Looking back over the period of the Gillard Government, is is hard to be sure which party has done worst out of the formal relationship. Labor saddled itself with a partner which pushed it into the carbon tax, and towards other policies that have no great support in the mainstream, and are not central for Labor either. Within the ALP there has been growing resentment at the association, and a call to end it. For core Labor people, the tail has been wagging the dog.
For the Greens, the relationship has meant that it has been saddled with an unpopular government that does things that annoy Green supporters. As anyone learns when they are running any large outfit, you don’t get much lasting credit for anything good, and are constantly saddled with responsibility for everything disliked. The Greens too have been worrying about what to do, and recently unveiled a new way of presenting their position on policy issues.
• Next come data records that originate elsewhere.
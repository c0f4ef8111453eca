//! Transport layer for MQTT sessions
//!
//! This module defines the capability the session manager is built on: a
//! [`Transport`] opens connections and hands back a [`TransportHandle`], and
//! reports lifecycle events asynchronously through an [`EventSink`].
//!
//! The MQTT wire protocol itself lives behind this boundary. [`mqtt`]
//! provides the `rumqttc`-backed implementation.

use bytes::Bytes;
use serde::{Deserialize, Serialize};
use std::fmt;
use std::time::Duration;
use thiserror::Error;
use tokio::sync::mpsc;
use uuid::Uuid;

pub mod mqtt;

/// Transport capability used by the session manager
///
/// `connect` must not block: it creates the handle, starts any background
/// I/O and returns. The outcome of the attempt is reported later through
/// the sink as exactly one of `Connected` or `Error`/`Disconnected`.
pub trait Transport: Send + Sync + 'static {
    type Handle: TransportHandle;

    /// Start a connection attempt for the given options
    fn connect(
        &self,
        options: &ConnectOptions,
        events: EventSink,
    ) -> Result<Self::Handle, TransportError>;
}

/// Live connection owned by a session
///
/// All operations enqueue work and return immediately. Completion and
/// failures of the underlying I/O arrive as [`TransportEvent`]s.
pub trait TransportHandle: Send + 'static {
    /// Publish a payload to a topic
    fn publish(
        &self,
        topic: &str,
        payload: Bytes,
        qos: QoS,
        retain: bool,
    ) -> Result<(), TransportError>;

    /// Subscribe to a topic filter
    fn subscribe(&self, topic: &str, qos: QoS) -> Result<(), TransportError>;

    /// Remove a subscription
    fn unsubscribe(&self, topic: &str) -> Result<(), TransportError>;

    /// Request graceful shutdown; `Disconnected` is emitted once it completes
    fn close(&self) -> Result<(), TransportError>;
}

/// Lifecycle events emitted by a transport connection
#[derive(Debug)]
pub enum TransportEvent {
    /// Broker accepted the connection
    Connected,
    /// Connection ended, for whatever reason
    Disconnected { reason: String },
    /// Connection or protocol failure
    Error(TransportError),
    /// Inbound publish on a subscribed topic
    Message { topic: String, payload: Bytes },
}

/// Event tagged with the generation of the handle that produced it
#[derive(Debug)]
pub(crate) struct TaggedEvent {
    pub generation: u64,
    pub event: TransportEvent,
}

/// Delivery endpoint handed to a transport at connect time
///
/// Every event is tagged with the generation of the connection attempt so
/// the session can ignore events from handles it has already replaced.
#[derive(Debug, Clone)]
pub struct EventSink {
    generation: u64,
    tx: mpsc::UnboundedSender<TaggedEvent>,
}

impl EventSink {
    pub(crate) fn new(generation: u64, tx: mpsc::UnboundedSender<TaggedEvent>) -> Self {
        Self { generation, tx }
    }

    /// Generation of the connection attempt this sink belongs to
    pub fn generation(&self) -> u64 {
        self.generation
    }

    /// Emit an event; returns false once the session has gone away
    pub fn emit(&self, event: TransportEvent) -> bool {
        self.tx
            .send(TaggedEvent {
                generation: self.generation,
                event,
            })
            .is_ok()
    }

    /// Check whether the receiving session has been dropped
    pub fn is_closed(&self) -> bool {
        self.tx.is_closed()
    }
}

/// MQTT quality of service level
#[derive(Debug, Clone, Copy, PartialEq, Eq, Hash, Default, Serialize, Deserialize)]
#[serde(try_from = "u8", into = "u8")]
pub enum QoS {
    /// QoS 0
    #[default]
    AtMostOnce,
    /// QoS 1
    AtLeastOnce,
    /// QoS 2
    ExactlyOnce,
}

#[derive(Debug, Clone, Copy, PartialEq, Eq, Error)]
#[error("invalid QoS level {0}, expected 0, 1 or 2")]
pub struct InvalidQos(pub u8);

impl TryFrom<u8> for QoS {
    type Error = InvalidQos;

    fn try_from(level: u8) -> Result<Self, Self::Error> {
        match level {
            0 => Ok(QoS::AtMostOnce),
            1 => Ok(QoS::AtLeastOnce),
            2 => Ok(QoS::ExactlyOnce),
            other => Err(InvalidQos(other)),
        }
    }
}

impl From<QoS> for u8 {
    fn from(qos: QoS) -> Self {
        match qos {
            QoS::AtMostOnce => 0,
            QoS::AtLeastOnce => 1,
            QoS::ExactlyOnce => 2,
        }
    }
}

/// Connection scheme for the broker address
#[derive(Debug, Clone, Copy, PartialEq, Eq, Default, Serialize, Deserialize)]
#[serde(rename_all = "lowercase")]
pub enum Scheme {
    /// Plain TCP
    #[default]
    #[serde(alias = "tcp")]
    Mqtt,
    /// TCP with TLS
    #[serde(alias = "ssl")]
    Mqtts,
    /// WebSocket
    Ws,
    /// WebSocket over TLS
    Wss,
}

impl Scheme {
    pub fn as_str(&self) -> &'static str {
        match self {
            Scheme::Mqtt => "mqtt",
            Scheme::Mqtts => "mqtts",
            Scheme::Ws => "ws",
            Scheme::Wss => "wss",
        }
    }

    /// Conventional broker port for this scheme
    pub fn default_port(&self) -> u16 {
        match self {
            Scheme::Mqtt => 1883,
            Scheme::Mqtts => 8883,
            Scheme::Ws => 8083,
            Scheme::Wss => 8084,
        }
    }

    pub fn is_websocket(&self) -> bool {
        matches!(self, Scheme::Ws | Scheme::Wss)
    }

    pub fn is_tls(&self) -> bool {
        matches!(self, Scheme::Mqtts | Scheme::Wss)
    }
}

impl fmt::Display for Scheme {
    fn fmt(&self, f: &mut fmt::Formatter<'_>) -> fmt::Result {
        f.write_str(self.as_str())
    }
}

/// Everything a transport needs to open a connection
#[derive(Debug, Clone, PartialEq)]
pub struct ConnectOptions {
    pub scheme: Scheme,
    pub host: String,
    pub port: u16,
    /// Path component, only meaningful for WebSocket schemes
    pub path: String,
    pub client_id: String,
    pub username: Option<String>,
    pub password: Option<String>,
    pub clean_session: bool,
    pub keep_alive: Duration,
    pub connect_timeout: Duration,
}

impl ConnectOptions {
    /// Options with conventional defaults and a random client id
    pub fn new(scheme: Scheme, host: impl Into<String>, port: u16) -> Self {
        Self {
            scheme,
            host: host.into(),
            port,
            path: if scheme.is_websocket() {
                "/mqtt".to_string()
            } else {
                String::new()
            },
            client_id: generate_client_id(DEFAULT_CLIENT_ID_PREFIX),
            username: None,
            password: None,
            clean_session: true,
            keep_alive: Duration::from_secs(60),
            connect_timeout: Duration::from_secs(30),
        }
    }

    /// Set username and password
    pub fn with_credentials(
        mut self,
        username: impl Into<String>,
        password: impl Into<String>,
    ) -> Self {
        self.username = Some(username.into());
        self.password = Some(password.into());
        self
    }

    /// Replace the client id
    pub fn with_client_id(mut self, client_id: impl Into<String>) -> Self {
        self.client_id = client_id.into();
        self
    }

    /// Broker URL: `scheme://host:port/path`
    pub fn url(&self) -> String {
        let path = if self.path.is_empty() || self.path.starts_with('/') {
            self.path.clone()
        } else {
            format!("/{}", self.path)
        };
        format!("{}://{}:{}{}", self.scheme, self.host, self.port, path)
    }
}

pub const DEFAULT_CLIENT_ID_PREFIX: &str = "mqtt_session_";

/// Client id made of a prefix and eight random hex characters
pub fn generate_client_id(prefix: &str) -> String {
    let suffix = Uuid::new_v4().simple().to_string();
    format!("{prefix}{}", &suffix[..8])
}

/// Transport-level failures
#[derive(Debug, Error)]
pub enum TransportError {
    #[error("Invalid broker address: {0}")]
    InvalidAddress(String),
    #[error("Invalid client id: {0:?}")]
    InvalidClientId(String),
    #[error("Connection failed")]
    ConnectFailed(#[source] Box<dyn std::error::Error + Send + Sync>),
    #[error("Connection refused by broker: {0}")]
    ConnectionRefused(String),
    #[error("No connection acknowledgement within {0:?}")]
    ConnectTimeout(Duration),
    #[error("Connection lost: {0}")]
    ConnectionLost(String),
    #[error("Publishing to {topic} failed")]
    PublishFailed {
        topic: String,
        #[source]
        source: Box<dyn std::error::Error + Send + Sync>,
    },
    #[error("Subscription to {topic} failed: {reason}")]
    SubscribeFailed { topic: String, reason: String },
    #[error("Close request failed")]
    CloseFailed(#[source] Box<dyn std::error::Error + Send + Sync>),
    #[error("Transport is not connected")]
    NotConnected,
}

#[cfg(test)]
mod tests {
    use super::*;

    #[test]
    fn test_qos_conversion() {
        assert_eq!(QoS::try_from(0), Ok(QoS::AtMostOnce));
        assert_eq!(QoS::try_from(1), Ok(QoS::AtLeastOnce));
        assert_eq!(QoS::try_from(2), Ok(QoS::ExactlyOnce));
        assert_eq!(QoS::try_from(3), Err(InvalidQos(3)));
        assert_eq!(u8::from(QoS::ExactlyOnce), 2);
    }

    #[test]
    fn test_scheme_default_ports() {
        assert_eq!(Scheme::Mqtt.default_port(), 1883);
        assert_eq!(Scheme::Mqtts.default_port(), 8883);
        assert_eq!(Scheme::Ws.default_port(), 8083);
        assert!(Scheme::Wss.is_tls());
        assert!(Scheme::Wss.is_websocket());
        assert!(!Scheme::Mqtt.is_websocket());
    }

    #[test]
    fn test_connect_options_url() {
        let options = ConnectOptions::new(Scheme::Ws, "broker.emqx.io", 8083);
        assert_eq!(options.url(), "ws://broker.emqx.io:8083/mqtt");

        let mut options = ConnectOptions::new(Scheme::Mqtt, "localhost", 1883);
        assert_eq!(options.url(), "mqtt://localhost:1883");

        options.path = "custom".to_string();
        assert_eq!(options.url(), "mqtt://localhost:1883/custom");
    }

    #[test]
    fn test_generated_client_ids_are_unique() {
        let first = generate_client_id("emqx_");
        let second = generate_client_id("emqx_");
        assert!(first.starts_with("emqx_"));
        assert_eq!(first.len(), "emqx_".len() + 8);
        assert_ne!(first, second);
    }

    #[test]
    fn test_event_sink_reports_closed_receiver() {
        let (tx, rx) = mpsc::unbounded_channel();
        let sink = EventSink::new(7, tx);
        assert_eq!(sink.generation(), 7);
        assert!(sink.emit(TransportEvent::Connected));

        drop(rx);
        assert!(sink.is_closed());
        assert!(!sink.emit(TransportEvent::Connected));
    }
}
One aspect of the formal relationship has been retained, and that is support on the floor of the House of Representatives. Julia Gillard is in no danger from the Liberals while she is Prime Minister. If she goes, however, the Greens may not support a new leader. Does that matter? Probably not — we know when the election is to be held, and at the moment at least the Coalition will just wait for the inevitable. My guess is that, for once, the great majority of voters know what they will do on September 14th.
There is one remaining question, and that is the extent to which the Greens will ask their supporters to give their second preferences to Labor. The formal relationship had to end sooner or later, anyway, as each party would want to contest an election on its own. But Green preferences have been most important for Labor in its marginal electorates, and they could be what saves an MP or two. I would expect Labor to moderate its attack on the Greens from now on, in order to make it easy for the Greens to do the right thing.
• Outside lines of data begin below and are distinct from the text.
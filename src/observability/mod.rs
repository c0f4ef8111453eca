//! Observability for MQTT sessions
//!
//! Structured logging through `tracing`. Session state itself is observable
//! through [`SessionManager`](crate::session::SessionManager) status and
//! event channels.

pub mod logging;

pub use logging::{init_default_logging, init_logging, LogFormat};

// Span macros for structured logging
pub use logging::{mqtt_span, session_span};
And what will happen to the Greens’ primary vote, anyway? I expect it to go down, as it has done generally across Australia in recent State and Territory elections. The Greens won 11.8 per cent of the vote in 2010, and I cannot see that proportion increasing. The Global Financial Crisis in 2007 pushed attention, in Europe and the USA, away from environmental matters into homes, jobs and an uncertain employment future. Australia managed to avoid the worst calamities of the GFC, and the Greens improved their share of the vote from the election in 2007. But the last three years have seen uncertainty and fear about the future enter the Australian mindset, and the Greens have no standing as a party of good government.
To a degree, support for Green policies is a ‘feel good’ response for people who feel secure about themselves, their income, their housing and their future. But the GFC has rattled that secure feeling, and it seems to me that the September election will not be about environmental matters, but about which major party is more likely to bring us back to the imagined ease and security of the Howard years.
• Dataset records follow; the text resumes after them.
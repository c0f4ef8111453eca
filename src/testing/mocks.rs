//! Mock implementations for testing
//!
//! Provides a scripted [`Transport`] that records every call made on it and
//! lets tests inject transport events, so session behaviour can be checked
//! without an MQTT broker.

use crate::transport::{
    ConnectOptions, EventSink, QoS, Transport, TransportError, TransportEvent, TransportHandle,
};
use bytes::Bytes;
use std::sync::{Arc, Mutex, MutexGuard, PoisonError};

/// A publish recorded by the mock, tagged with the connection it went through
#[derive(Debug, Clone, PartialEq, Eq)]
pub struct PublishedMessage {
    pub connection: usize,
    pub topic: String,
    pub payload: Bytes,
    pub qos: QoS,
    pub retain: bool,
}

#[derive(Debug)]
struct MockState {
    connections: Vec<(ConnectOptions, EventSink)>,
    connect_attempts: usize,
    failing_connects: usize,
    fail_publish: bool,
    disconnect_on_close: bool,
    published: Vec<PublishedMessage>,
    subscribed: Vec<(String, QoS)>,
    unsubscribed: Vec<String>,
    close_requests: usize,
}

impl Default for MockState {
    fn default() -> Self {
        Self {
            connections: Vec::new(),
            connect_attempts: 0,
            failing_connects: 0,
            fail_publish: false,
            disconnect_on_close: true,
            published: Vec::new(),
            subscribed: Vec::new(),
            unsubscribed: Vec::new(),
            close_requests: 0,
        }
    }
}

/// Mock transport for testing
///
/// Clones share state, so a test keeps one clone and hands the other to the
/// session manager. Connections never connect on their own: tests drive them
/// with `emit_*`.
#[derive(Debug, Clone, Default)]
pub struct MockTransport {
    state: Arc<Mutex<MockState>>,
}

impl MockTransport {
    pub fn new() -> Self {
        Self::default()
    }

    /// Every connect call is refused
    pub fn with_failure() -> Self {
        let transport = Self::new();
        transport.fail_next_connects(usize::MAX);
        transport
    }

    fn state(&self) -> MutexGuard<'_, MockState> {
        self.state.lock().unwrap_or_else(PoisonError::into_inner)
    }

    /// Refuse the next `count` connect calls synchronously
    pub fn fail_next_connects(&self, count: usize) {
        self.state().failing_connects = count;
    }

    /// Make every publish fail until switched off again
    pub fn set_fail_publish(&self, fail: bool) {
        self.state().fail_publish = fail;
    }

    /// Whether `close` emits `Disconnected` right away (default: true)
    pub fn set_disconnect_on_close(&self, disconnect: bool) {
        self.state().disconnect_on_close = disconnect;
    }

    /// Number of `connect` calls, refused ones included
    pub fn connect_attempts(&self) -> usize {
        self.state().connect_attempts
    }

    /// Number of handles handed out
    pub fn connection_count(&self) -> usize {
        self.state().connections.len()
    }

    pub fn last_connect_options(&self) -> Option<ConnectOptions> {
        self.state()
            .connections
            .last()
            .map(|(options, _)| options.clone())
    }

    pub fn get_published(&self) -> Vec<PublishedMessage> {
        self.state().published.clone()
    }

    /// Published (topic, payload) pairs in publish order
    pub fn get_published_pairs(&self) -> Vec<(String, Bytes)> {
        self.state()
            .published
            .iter()
            .map(|m| (m.topic.clone(), m.payload.clone()))
            .collect()
    }

    pub fn get_subscribed(&self) -> Vec<(String, QoS)> {
        self.state().subscribed.clone()
    }

    pub fn get_unsubscribed(&self) -> Vec<String> {
        self.state().unsubscribed.clone()
    }

    pub fn close_requests(&self) -> usize {
        self.state().close_requests
    }

    pub fn clear_history(&self) {
        let mut state = self.state();
        state.published.clear();
        state.subscribed.clear();
        state.unsubscribed.clear();
        state.close_requests = 0;
    }

    /// Deliver an event from connection `index`; false if there is no such connection
    pub fn emit_to(&self, index: usize, event: TransportEvent) -> bool {
        let sink = self.state().connections.get(index).map(|(_, sink)| sink.clone());
        match sink {
            Some(sink) => sink.emit(event),
            None => false,
        }
    }

    /// Deliver an event from the most recent connection
    pub fn emit(&self, event: TransportEvent) -> bool {
        let last = self.connection_count().checked_sub(1);
        match last {
            Some(index) => self.emit_to(index, event),
            None => false,
        }
    }

    pub fn emit_connected(&self) -> bool {
        self.emit(TransportEvent::Connected)
    }

    pub fn emit_disconnected(&self, reason: &str) -> bool {
        self.emit(TransportEvent::Disconnected {
            reason: reason.to_string(),
        })
    }

    pub fn emit_error(&self, error: TransportError) -> bool {
        self.emit(TransportEvent::Error(error))
    }

    pub fn emit_message(&self, topic: &str, payload: impl Into<Bytes>) -> bool {
        self.emit(TransportEvent::Message {
            topic: topic.to_string(),
            payload: payload.into(),
        })
    }

    /// Error followed by disconnect, as a real transport reports a failed attempt
    pub fn fail_connection(&self, reason: &str) -> bool {
        self.emit_error(TransportError::ConnectionRefused(reason.to_string()))
            && self.emit_disconnected(reason)
    }
}

impl Transport for MockTransport {
    type Handle = MockHandle;

    fn connect(
        &self,
        options: &ConnectOptions,
        events: EventSink,
    ) -> Result<Self::Handle, TransportError> {
        let mut state = self.state();
        state.connect_attempts += 1;

        if state.failing_connects > 0 {
            state.failing_connects -= 1;
            return Err(TransportError::ConnectionRefused(
                "Mock connection failure".to_string(),
            ));
        }

        let index = state.connections.len();
        state.connections.push((options.clone(), events.clone()));

        Ok(MockHandle {
            state: self.state.clone(),
            index,
            events,
        })
    }
}

/// Handle returned by [`MockTransport`]
#[derive(Debug)]
pub struct MockHandle {
    state: Arc<Mutex<MockState>>,
    index: usize,
    events: EventSink,
}

impl MockHandle {
    fn state(&self) -> MutexGuard<'_, MockState> {
        self.state.lock().unwrap_or_else(PoisonError::into_inner)
    }

    pub fn index(&self) -> usize {
        self.index
    }
}

impl TransportHandle for MockHandle {
    fn publish(
        &self,
        topic: &str,
        payload: Bytes,
        qos: QoS,
        retain: bool,
    ) -> Result<(), TransportError> {
        let mut state = self.state();
        if state.fail_publish {
            return Err(TransportError::PublishFailed {
                topic: topic.to_string(),
                source: "Mock publish failure".into(),
            });
        }

        state.published.push(PublishedMessage {
            connection: self.index,
            topic: topic.to_string(),
            payload,
            qos,
            retain,
        });
        Ok(())
    }

    fn subscribe(&self, topic: &str, qos: QoS) -> Result<(), TransportError> {
        self.state().subscribed.push((topic.to_string(), qos));
        Ok(())
    }

    fn unsubscribe(&self, topic: &str) -> Result<(), TransportError> {
        self.state().unsubscribed.push(topic.to_string());
        Ok(())
    }

    fn close(&self) -> Result<(), TransportError> {
        let disconnect = {
            let mut state = self.state();
            state.close_requests += 1;
            state.disconnect_on_close
        };

        if disconnect {
            self.events.emit(TransportEvent::Disconnected {
                reason: "closed by client".to_string(),
            });
        }
        Ok(())
    }
}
The Greens, at least at their extreme edge, would rather see a move to a world in which Australia does not sell coal to China, we obtain our grid power from solar cells and wind turbines, and we return much farming land to a pristine natural state, whatever that is. I don’t think policies of that kind will have any traction in September.
But I don’t think the Greens will fade away. Environmentalism has become for many a kind of substitute religion, and religions hang on. As it happens, we have done a great deal of environmental remediation over the last half-century, and are getting better at it all the time. Nonetheless, the pressure of a growing population, the size of mining operations today, and the scale of our infrastructure projects, all convey a sense of an attack on Nature.
We haven’t really begun to think about population pressure and its consequences. And until we do (and perhaps even then) parties like the Greens will have adherents.